Drôle d'exil que celui de Joseph Kabila qui est rentré au pays le 5 mars dernier ! Durée : 12 jours ! Un record à l'échelle planétaire ! Que d'exilés à travers le vaste monde auraient souhaité être à la place de l'ancien Président rd congolais ou avoir sa baraka !
Plus sérieusement, la " chronique " autour du déplacement de Joseph Kabila charriait un côté désespérant quant à l'image que certains Congolais donnent de leur pays. Propager à grand renfort de réseaux sociaux des rumeurs sur " l'exil " du prédécesseur du Président Tshisekedi est la meilleure manière d'administrer la preuve par l'absurde que le pays va mal.

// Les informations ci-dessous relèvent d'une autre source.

use thiserror::Error;

use super::{ConfigError, EngineError, HttpError, OutputError, ValidationError};

#[derive(Debug, Error)]
pub enum AppError {
    #[error("I/O error: {source}")]
    Io {
        #[from]
        source: std::io::Error,
    },
    #[error("CLI error: {source}")]
    Clap {
        #[from]
        source: clap::Error,
    },
    #[error("JSON error: {source}")]
    Json {
        #[from]
        source: serde_json::Error,
    },
    #[error("Join error: {source}")]
    Join {
        #[from]
        source: tokio::task::JoinError,
    },
    #[error("Validation error: {0}")]
    Validation(#[from] ValidationError),
    #[error("Configuration error: {0}")]
    Config(#[from] ConfigError),
    #[error("Engine error: {0}")]
    Engine(#[from] EngineError),
    #[error("HTTP error: {0}")]
    Http(#[from] HttpError),
    #[error("Output error: {0}")]
    Output(#[from] OutputError),
}

pub type AppResult<T> = Result<T, AppError>;

impl AppError {
    pub fn validation<E>(error: E) -> Self
    where
        E: Into<ValidationError>,
    {
        error.into().into()
    }

    pub fn config<E>(error: E) -> Self
    where
        E: Into<ConfigError>,
    {
        error.into().into()
    }

    pub fn engine<E>(error: E) -> Self
    where
        E: Into<EngineError>,
    {
        error.into().into()
    }

    pub fn http<E>(error: E) -> Self
    where
        E: Into<HttpError>,
    {
        error.into().into()
    }
}
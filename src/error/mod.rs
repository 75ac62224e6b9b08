mod app;
mod config;
mod engine;
mod http;
mod output;
mod validation;

#[cfg(test)]
mod test_support;

pub use app::{AppError, AppResult};
pub use config::ConfigError;
pub use engine::{EngineError, RunFault, ScenarioError, TargetError};
pub use http::HttpError;
pub use output::OutputError;
pub use validation::ValidationError;
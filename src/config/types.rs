use std::time::Duration;

use serde::Deserialize;

use crate::args::{HttpMethod, parse_duration_value};
use crate::error::ConfigError;

/// Every field is optional; unset fields leave the CLI value untouched.
#[derive(Debug, Default, Deserialize)]
pub struct ConfigFile {
    pub url: Option<String>,
    pub urls: Option<Vec<String>>,
    pub urls_file: Option<String>,
    pub method: Option<HttpMethod>,
    pub headers: Option<Vec<String>>,
    pub data: Option<String>,
    #[serde(alias = "status")]
    pub expected_status: Option<u16>,
    pub body_contains: Option<String>,
    pub concurrency: Option<usize>,
    pub requests: Option<u64>,
    pub duration: Option<DurationValue>,
    pub ramp: Option<DurationValue>,
    pub rate: Option<u64>,
    pub round_size: Option<u64>,
    pub round_interval: Option<DurationValue>,
    pub timeout: Option<DurationValue>,
    pub connect_timeout: Option<DurationValue>,
    pub insecure: Option<bool>,
    pub redirect_limit: Option<usize>,
    pub buffer_size: Option<usize>,
    pub backpressure_timeout: Option<DurationValue>,
    pub drain_grace: Option<DurationValue>,
    pub fault_budget: Option<usize>,
    pub snapshot_interval: Option<DurationValue>,
    pub throughput_window: Option<u64>,
    pub snapshot_out: Option<String>,
    pub preflight: Option<bool>,
}

/// `30` (seconds) or `"250ms"` style text.
#[derive(Debug, Clone, Deserialize, PartialEq, Eq)]
#[serde(untagged)]
pub enum DurationValue {
    Seconds(u64),
    Text(String),
}

impl DurationValue {
    pub(crate) fn to_duration(&self, field: &'static str) -> Result<Duration, ConfigError> {
        match self {
            DurationValue::Seconds(0) => Err(ConfigError::ZeroDuration { field }),
            DurationValue::Seconds(secs) => Ok(Duration::from_secs(*secs)),
            DurationValue::Text(text) => parse_duration_value(text)
                .map_err(|err| ConfigError::InvalidDuration { field, source: err }),
        }
    }
}
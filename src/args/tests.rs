use super::*;
use crate::error::{AppError, AppResult};
use clap::Parser;
use std::time::Duration;

mod durations;
mod headers;
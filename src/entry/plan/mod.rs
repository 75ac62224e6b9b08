mod build;
mod execute;


pub(super) use build::build_plan;
pub(super) use execute::execute_plan;
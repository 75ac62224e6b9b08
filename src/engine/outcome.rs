use std::time::Duration;

use chrono::{DateTime, Utc};
use tokio::time::Instant;

#[derive(Debug, Clone, Copy, PartialEq, Eq)]
pub enum FailureCause {
    /// The client could not complete the request or reported failure.
    Target,
    /// The client answered but an assertion did not hold.
    Assertion,
    /// The scenario could not build the request.
    Scenario,
}

#[derive(Debug, Clone, Copy, PartialEq, Eq)]
pub enum OutcomeKind {
    Success,
    Failure(FailureCause),
    /// The per-request deadline elapsed first.
    Timeout,
    /// The request was abandoned because the run shut down.
    Cancelled,
}

impl OutcomeKind {
    #[must_use]
    pub const fn is_success(self) -> bool {
        matches!(self, OutcomeKind::Success)
    }

    /// Whether the elapsed time describes a completed exchange and belongs
    /// in the latency distribution.
    #[must_use]
    pub const fn has_latency(self) -> bool {
        matches!(self, OutcomeKind::Success | OutcomeKind::Failure(_))
    }
}

/// Recorded result of one request. Built by a worker, read-only afterwards.
#[derive(Debug, Clone)]
pub struct Outcome {
    seq: Option<u64>,
    worker: Option<usize>,
    timestamp: DateTime<Utc>,
    finished_at: Instant,
    elapsed: Duration,
    kind: OutcomeKind,
    status: Option<u16>,
    error: Option<String>,
    assertion_failure: Option<String>,
}

impl Outcome {
    #[must_use]
    pub fn new(kind: OutcomeKind, finished_at: Instant, elapsed: Duration) -> Self {
        Self {
            seq: None,
            worker: None,
            timestamp: Utc::now(),
            finished_at,
            elapsed,
            kind,
            status: None,
            error: None,
            assertion_failure: None,
        }
    }

    /// Builds an outcome for a request that started at `started` and ends now.
    #[must_use]
    pub fn finished(kind: OutcomeKind, started: Instant) -> Self {
        let now = Instant::now();
        Self::new(kind, now, now.saturating_duration_since(started))
    }

    #[must_use]
    pub fn with_seq(mut self, seq: u64) -> Self {
        self.seq = Some(seq);
        self
    }

    #[must_use]
    pub fn with_worker(mut self, worker: usize) -> Self {
        self.worker = Some(worker);
        self
    }

    #[must_use]
    pub fn with_status(mut self, status: Option<u16>) -> Self {
        self.status = status;
        self
    }

    #[must_use]
    pub fn with_error(mut self, error: impl Into<String>) -> Self {
        self.error = Some(error.into());
        self
    }

    #[must_use]
    pub fn with_assertion_failure(mut self, detail: impl Into<String>) -> Self {
        self.assertion_failure = Some(detail.into());
        self
    }

    #[must_use]
    pub const fn seq(&self) -> Option<u64> {
        self.seq
    }

    #[must_use]
    pub const fn worker(&self) -> Option<usize> {
        self.worker
    }

    #[must_use]
    pub const fn timestamp(&self) -> DateTime<Utc> {
        self.timestamp
    }

    #[must_use]
    pub const fn finished_at(&self) -> Instant {
        self.finished_at
    }

    #[must_use]
    pub const fn elapsed(&self) -> Duration {
        self.elapsed
    }

    #[must_use]
    pub const fn kind(&self) -> OutcomeKind {
        self.kind
    }

    #[must_use]
    pub const fn status(&self) -> Option<u16> {
        self.status
    }

    #[must_use]
    pub fn error(&self) -> Option<&str> {
        self.error.as_deref()
    }

    #[must_use]
    pub fn assertion_failure(&self) -> Option<&str> {
        self.assertion_failure.as_deref()
    }
}
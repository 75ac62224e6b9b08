use std::time::Duration;

use hdrhistogram::Histogram;

use crate::error::EngineError;

use super::snapshot::LatencySummary;

/// Upper bound tracked at full precision: one hour, in microseconds. Larger
/// samples are clamped so memory stays fixed for any run length.
const MAX_TRACKABLE_US: u64 = 3_600_000_000;
const SIGNIFICANT_FIGURES: u8 = 3;

#[derive(Debug, Clone)]
pub struct LatencyHistogram {
    hist: Histogram<u64>,
    sum_us: u128,
}

impl LatencyHistogram {
    /// Create an empty histogram with fixed bounds.
    ///
    /// # Errors
    ///
    /// Returns an error if the histogram cannot be created.
    pub fn new() -> Result<Self, EngineError> {
        let hist = Histogram::<u64>::new_with_bounds(1, MAX_TRACKABLE_US, SIGNIFICANT_FIGURES)
            .map_err(|source| EngineError::HistogramCreation { source })?;
        Ok(Self { hist, sum_us: 0 })
    }

    /// Record one latency sample.
    pub fn record(&mut self, latency: Duration) {
        let micros = u64::try_from(latency.as_micros()).unwrap_or(u64::MAX);
        let value = micros.clamp(1, MAX_TRACKABLE_US);
        self.hist.saturating_record(value);
        self.sum_us = self.sum_us.saturating_add(u128::from(value));
    }

    #[must_use]
    pub fn count(&self) -> u64 {
        self.hist.len()
    }

    /// Value at `quantile` in microseconds, zero when empty.
    #[must_use]
    pub fn quantile_us(&self, quantile: f64) -> u64 {
        if self.count() == 0 {
            return 0;
        }
        self.hist.value_at_quantile(quantile)
    }

    #[must_use]
    pub fn summary(&self) -> LatencySummary {
        let count = self.count();
        if count == 0 {
            return LatencySummary::default();
        }
        let mean = self
            .sum_us
            .checked_div(u128::from(count))
            .and_then(|mean| u64::try_from(mean).ok())
            .unwrap_or(0);
        LatencySummary {
            count,
            min_us: self.hist.min(),
            mean_us: mean,
            p50_us: self.hist.value_at_quantile(0.5),
            p90_us: self.hist.value_at_quantile(0.9),
            p95_us: self.hist.value_at_quantile(0.95),
            p99_us: self.hist.value_at_quantile(0.99),
            max_us: self.hist.max(),
        }
    }
}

Et que la passation pacifique voire un tantinet "civilisée" de pouvoir n'aurait été qu'un leurre.
Autrement dit, un exil tant souhaité par certains compatriotes constituerait un mauvais message que le pays enverrait à l'extérieur. Ce ne serait donc pas dans l'intérêt de " notre Fatshi national " que son devancier soit forcé à quitter la RDC. Cela lui enlèverait le crédit d'un Président démocrate à la tête d'un pays redevenu stable qui sécurise tout le monde. Un plaidoyer sans frais pour les investisseurs.
Qu'il y ait divergence entre l'actuel Président et son prédécesseur, quoi de plus normal ! Qu'il y ait des Congolais opposés à l'ancien Président, cela se comprend parfaitement. De fait, il peut y avoir des rasions objectives susceptibles de justifier l'hostilité d'une frange de l'opinion au " Raïs ".
Mais, de là à rêver de la tabula rasa, il y a un fossé que la nécessaire construction de la mémoire historique devrait nous empêcher de franchir. Car, quels qu'aient été ses échecs, Joseph Kabila restera dans l'histoire comme le Président par qui l'alternance a été rendue possible. Ce, dans un environnement où nombre de ses collègues- chefs d'Etat- d'alors qui sont encore aux affaires - revenaient l'un après l'autre sur leur engagement de ne pas briguer de troisième mandat.
Un coup d'œil à travers l'Afrique suffit pour apprécier a posteriori la portée historique de l'acte posé par JKK. Au lieu de capitaliser cette "exception" à des fins notamment de soft power, des Congolais passent un temps fou à chercher à liquider cet acquis. On retrouve-là la propension très zaïro-congolaise à brûler les pages de notre récit national et non à les conserver. Résultat, le pays s'auto-prive de sa profondeur historique et tourne en rond depuis l'indépendance. Une belle expression pour le dire en kinois : " Toza ko rond-point " !
Le Maréchal Mobutu a investi des tonnes de ressources pour effacer toute trace du Président Kasa-Vubu et frelater les hauts faits du Premier ministre Lumumba. Comme si les deux premiers dirigeants faisaient figure de la préhistoire. L'histoire -la vraie- aurait commencé avec son règne.
A son avènement à la magistrature suprême en 1997, l'AFDL n'avait qu'un slogan : "tous corrompus, tous pourris". Au nom de cette conception spécieuse de l'histoire des Etats par les libérateurs, nombre de compétences ont été sacrifiées sur l'autel de l'anti-mobutisme de principe. On connait la suite.
Voilà qu'au nom de l'anti-kabilisme primaire certains épigones du Président Tshisekedi et une frange de la base sociologique du parti au pouvoir entonnent le fameux " du passé faisons table rase ". Un exercice qui, notamment par la loi immuable du retour de la manivelle, plongerait la RDC dans une négation continue de son histoire.
Qui gagne au finish ? Personne. Mais, pour sûr, c'est la RDC qui perd. Pas seulement au change. A tous les coups.